//! # Streaming Walk Integration Test
//!
//! Walks an observer through the world and checks that the window, the
//! region reference counts and the chunk consumer never disagree.

use std::collections::{HashMap, HashSet};
use std::fs;
use std::sync::Arc;

use parking_lot::Mutex;
use rand::rngs::StdRng;
use rand::{Rng, SeedableRng};
use stratum_core::CellGrid;
use stratum_procedural::{
    open_in, ChunkConsumer, ChunkCoord, ChunkEvent, ChunkWindow, RegionCoord, StratumConfig,
    TerrainStreamer, WorldSeed,
};

const REGION: usize = 64;

fn temp_dir(tag: &str) -> std::path::PathBuf {
    let id = std::time::SystemTime::now()
        .duration_since(std::time::UNIX_EPOCH)
        .unwrap()
        .as_nanos();
    std::env::temp_dir().join(format!("stratum_walk_{tag}_{id}"))
}

fn window_around(center: ChunkCoord, radius: u32) -> HashSet<ChunkCoord> {
    let r = radius as i32;
    (-r..=r)
        .flat_map(|dz| (-r..=r).map(move |dx| ChunkCoord::new(center.x + dx, center.z + dz)))
        .collect()
}

/// Active chunks as seen by the consumer.
///
/// Runs on worker threads, so violations are recorded rather than
/// asserted on the spot.
#[derive(Default)]
struct Tracker {
    active: Mutex<HashMap<ChunkCoord, CellGrid>>,
    ready_events: Mutex<usize>,
    violations: Mutex<Vec<String>>,
}

impl Tracker {
    fn assert_clean(&self) {
        let violations = self.violations.lock();
        assert!(violations.is_empty(), "{violations:?}");
    }
}

impl ChunkConsumer for Tracker {
    fn on_chunk_ready(&self, chunk: ChunkCoord, cells: CellGrid) {
        *self.ready_events.lock() += 1;
        if self.active.lock().insert(chunk, cells).is_some() {
            self.violations.lock().push(format!("duplicate load of {chunk:?}"));
        }
    }

    fn on_chunk_retired(&self, chunk: ChunkCoord) {
        if self.active.lock().remove(&chunk).is_none() {
            self.violations.lock().push(format!("unload of inactive {chunk:?}"));
        }
    }
}

/// Test: outstanding loads always equal the window, for random walks.
#[test]
fn test_window_invariant_random_walk() {
    let mut rng = StdRng::seed_from_u64(0x5EED);
    let mut window = ChunkWindow::new(3);
    let mut outstanding: HashSet<ChunkCoord> = HashSet::new();
    let mut center = ChunkCoord::new(0, 0);

    for step in 0..2_000 {
        let events = if rng.gen_ratio(1, 10) {
            window.set_radius(rng.gen_range(1..=6))
        } else {
            center = if rng.gen_ratio(1, 50) {
                ChunkCoord::new(rng.gen_range(-500..500), rng.gen_range(-500..500))
            } else {
                ChunkCoord::new(
                    center.x + rng.gen_range(-2..=2),
                    center.z + rng.gen_range(-2..=2),
                )
            };
            window.set_position(center)
        };

        for event in events {
            match event {
                ChunkEvent::Load(c) => {
                    assert!(outstanding.insert(c), "step {step}: double load {c:?}");
                }
                ChunkEvent::Unload(c) => {
                    assert!(outstanding.remove(&c), "step {step}: stray unload {c:?}");
                }
            }
        }
        assert_eq!(outstanding, window_around(center, window.radius()), "step {step}");
        assert_eq!(window.loaded().collect::<HashSet<_>>(), outstanding);
    }
}

/// Test: radius 2 at the origin, then one step east.
#[test]
fn test_one_step_east_scenario() {
    let mut window = ChunkWindow::new(2);
    let first = window.set_position(ChunkCoord::new(0, 0));
    assert_eq!(first.len(), 25);
    assert!(first.iter().all(|e| matches!(e, ChunkEvent::Load(_))));
    assert_eq!(first.iter().collect::<HashSet<_>>().len(), 25);

    let second = window.set_position(ChunkCoord::new(1, 0));
    let unloads: HashSet<_> = second
        .iter()
        .filter(|e| matches!(e, ChunkEvent::Unload(_)))
        .collect();
    let loads: HashSet<_> = second
        .iter()
        .filter(|e| matches!(e, ChunkEvent::Load(_)))
        .collect();
    assert_eq!(second.len(), 10);
    assert_eq!(unloads.len(), 5);
    assert_eq!(loads.len(), 5);
}

/// Test: after walking, the consumer's active set, the window and the
/// region reference counts all agree, and no region with an active chunk
/// was evicted.
#[test]
fn test_walk_keeps_refcounts_consistent() {
    let dir = temp_dir("refcount");
    let tracker = Arc::new(Tracker::default());
    let manager = open_in(&dir, REGION, WorldSeed::new(42), tracker.clone(), 3).unwrap();
    let mut streamer = TerrainStreamer::new(manager, 2, 6);

    let mut rng = StdRng::seed_from_u64(7);
    let (mut x, mut z) = (0.0f64, 0.0f64);
    for step in 0..150 {
        x += rng.gen_range(-4.0..20.0);
        z += rng.gen_range(-12.0..12.0);
        streamer.set_observer(x, z).unwrap();
        streamer.tick().unwrap();

        if step % 25 == 24 {
            streamer.flush().unwrap();
            streamer.wait_idle();
            tracker.assert_clean();

            let center = streamer.window().center().unwrap();
            let expected = window_around(center, 2);
            let active: HashSet<ChunkCoord> = tracker.active.lock().keys().copied().collect();
            assert_eq!(active, expected, "step {step}");

            let mut per_region: HashMap<RegionCoord, usize> = HashMap::new();
            for chunk in &expected {
                *per_region.entry(chunk.region(REGION)).or_default() += 1;
            }
            let cache = streamer.manager().cache();
            for (region, count) in &per_region {
                assert_eq!(cache.refcount(*region), *count, "region {region:?}");
            }
            assert_eq!(cache.resident().len(), per_region.len());

            // Every delivered slice is still what the cache holds.
            for (chunk, cells) in tracker.active.lock().iter() {
                assert_eq!(&cache.chunk_cells(*chunk).unwrap(), cells);
            }
        }
    }

    streamer.clear().unwrap();
    streamer.wait_idle();
    tracker.assert_clean();
    assert!(tracker.active.lock().is_empty());
    assert!(streamer.manager().cache().resident().is_empty());

    let stats = streamer.manager().snapshot();
    assert_eq!(
        stats.loads_dispatched,
        stats.unloads_dispatched,
        "every dispatched load was unloaded"
    );
    assert_eq!(stats.loads_dispatched as usize, *tracker.ready_events.lock());
    assert!(stats.regions_evicted > 0);
    drop(streamer);
    fs::remove_dir_all(&dir).ok();
}

/// Test: a second session over the same directory reads regions back
/// instead of generating them, and sees the same cells.
#[test]
fn test_regions_persist_across_sessions() {
    let mut config = StratumConfig::test();
    config.region_size = REGION as u32;
    config.rendering_distance = 1;
    let target = ChunkCoord::new(9, -9);

    let first = Arc::new(Tracker::default());
    {
        let mut streamer =
            TerrainStreamer::from_config(&config, WorldSeed::new(5), first.clone()).unwrap();
        streamer.set_position(target).unwrap();
        streamer.flush().unwrap();
        streamer.wait_idle();
        assert!(streamer.manager().snapshot().regions_generated > 0);
        assert_eq!(streamer.manager().snapshot().regions_loaded, 0);
    }

    let second = Arc::new(Tracker::default());
    {
        let mut streamer =
            TerrainStreamer::from_config(&config, WorldSeed::new(5), second.clone()).unwrap();
        streamer.set_position(target).unwrap();
        streamer.flush().unwrap();
        streamer.wait_idle();
        let stats = streamer.manager().snapshot();
        assert_eq!(stats.regions_generated, 0);
        assert!(stats.regions_loaded > 0);
    }

    first.assert_clean();
    second.assert_clean();
    let a = first.active.lock();
    let b = second.active.lock();
    assert_eq!(a.len(), 9);
    assert_eq!(*a, *b);
    drop((a, b));
    fs::remove_dir_all(&config.storage_dir).ok();
}
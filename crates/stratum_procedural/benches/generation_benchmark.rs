//! Benchmark for the generation stack and region slicing.
//!
//! TARGET: one 512x512 region in well under a second
//!
//! Run with: cargo bench --package stratum_procedural --bench generation_benchmark

use std::sync::Arc;

use criterion::{black_box, criterion_group, criterion_main, Criterion, Throughput};
use stratum_core::{Area, GridPool, WorldSeed};
use stratum_procedural::{encode_region, ChunkCoord, GenerationStack, RegionCoord, CHUNK_SIZE};

fn benchmark_chunk_area(c: &mut Criterion) {
    let stack = GenerationStack::standard();
    let ctx = stack.initialize(WorldSeed::new(42));

    c.bench_function("single_chunk_evaluation", |b| {
        let mut n = 0i32;
        b.iter(|| {
            n = n.wrapping_add(1);
            let chunk = ChunkCoord::new(n, n / 2);
            black_box(stack.generate(&ctx, chunk.area()))
        });
    });
}

fn benchmark_region(c: &mut Criterion) {
    let plain = GenerationStack::standard();
    let pooled = GenerationStack::standard().with_pool(Arc::new(GridPool::new(16)));
    let plain_ctx = plain.initialize(WorldSeed::new(42));
    let pooled_ctx = pooled.initialize(WorldSeed::new(42));
    let area = RegionCoord::new(0, 0).area(512);

    let mut group = c.benchmark_group("region");
    group.throughput(Throughput::Elements(512 * 512));
    group.sample_size(10);
    group.bench_function("512x512_region", |b| {
        b.iter(|| black_box(plain.generate(&plain_ctx, area)));
    });
    group.bench_function("512x512_region_pooled", |b| {
        b.iter(|| black_box(pooled.generate(&pooled_ctx, area)));
    });
    group.finish();
}

fn benchmark_slicing(c: &mut Criterion) {
    let stack = GenerationStack::standard();
    let coord = RegionCoord::new(0, 0);
    let Ok(slab) = stack.evaluate(WorldSeed::new(42), 0, 0, 512, 512) else {
        return;
    };

    let mut group = c.benchmark_group("slicing");
    group.throughput(Throughput::Elements(32 * 32));
    group.bench_function("1024_chunk_slices", |b| {
        b.iter(|| {
            for z in 0..32 {
                for x in 0..32 {
                    let area = Area::new(
                        x * CHUNK_SIZE as i32,
                        z * CHUNK_SIZE as i32,
                        CHUNK_SIZE,
                        CHUNK_SIZE,
                    );
                    black_box(slab.slice(area));
                }
            }
        });
    });
    group.bench_function("region_encode", |b| {
        b.iter(|| black_box(encode_region(coord, &slab)));
    });
    group.finish();
}

criterion_group!(benches, benchmark_chunk_area, benchmark_region, benchmark_slicing);
criterion_main!(benches);
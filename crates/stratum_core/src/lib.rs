//! # STRATUM Core
//!
//! The data model shared by every stage of world generation:
//! - `CellAttributes`: the per-tile value (land, climate, biome, rivers)
//! - `CellGrid` / `Area`: rectangles of cells at world coordinates
//! - `WorldSeed` / `LayerSeed` / `TileRng`: the seed mixer
//! - `GridPool`: recycled cell buffers
//!
//! ## Architecture Rules
//!
//! 1. **Values, not references** - cells are `Copy`, grids own their cells
//! 2. **No hidden randomness** - every random draw goes through `TileRng`
//! 3. **Bit-exact** - the seed mixer is part of the world format
//!
//! ## Example
//!
//! ```rust,ignore
//! use stratum_core::{WorldLayerSeed, WorldSeed};
//!
//! let layer = WorldLayerSeed::derive(2001, WorldSeed::new(42));
//! let mut rng = layer.tile(10, -4);
//! let coin = rng.next_int(2);
//! ```

#![warn(missing_docs)]
#![deny(unsafe_code)]
#![deny(clippy::all)]
#![warn(clippy::pedantic)]
#![deny(clippy::perf)]

pub mod cell;
pub mod grid;
pub mod pool;
pub mod seed;

pub use cell::{
    Biome, CellAttributes, PackedCell, MAX_RIVER_LABEL, MIN_RIVER_LABEL, NO_RIVER, RIVER,
};
pub use grid::{Area, CellGrid};
pub use pool::{GridPool, PoolStats};
pub use seed::{mix_round, LayerSeed, TileRng, WorldLayerSeed, WorldSeed};
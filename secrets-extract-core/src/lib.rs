//! Extraction engine for JSON secrets.
//!
//! A fetched [`SecretValue`] whose content is a JSON object is split into
//! derived secrets, either one per configured JMESPath query or one per
//! top-level key when the descriptor enables `syncAllKeys`.

pub mod config;
pub mod extract;
pub mod observer;
pub mod query;

pub use config::DescriptorSet;
pub use extract::{extract, Extractor};
pub use observer::{ExtractObserver, NoopObserver, TracingObserver};
pub use query::{json_kind, Query, QueryOutcome};
pub use secrets_extract_spec::{
    Error, JmesPathEntry, ObjectType, Result, SecretDescriptor, SecretValue, REDACTED,
};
■ ■ ■ ■ ■
**Your goal:**
One number is the whole answer: how many lines in the records contain "filename".

**Response:**
3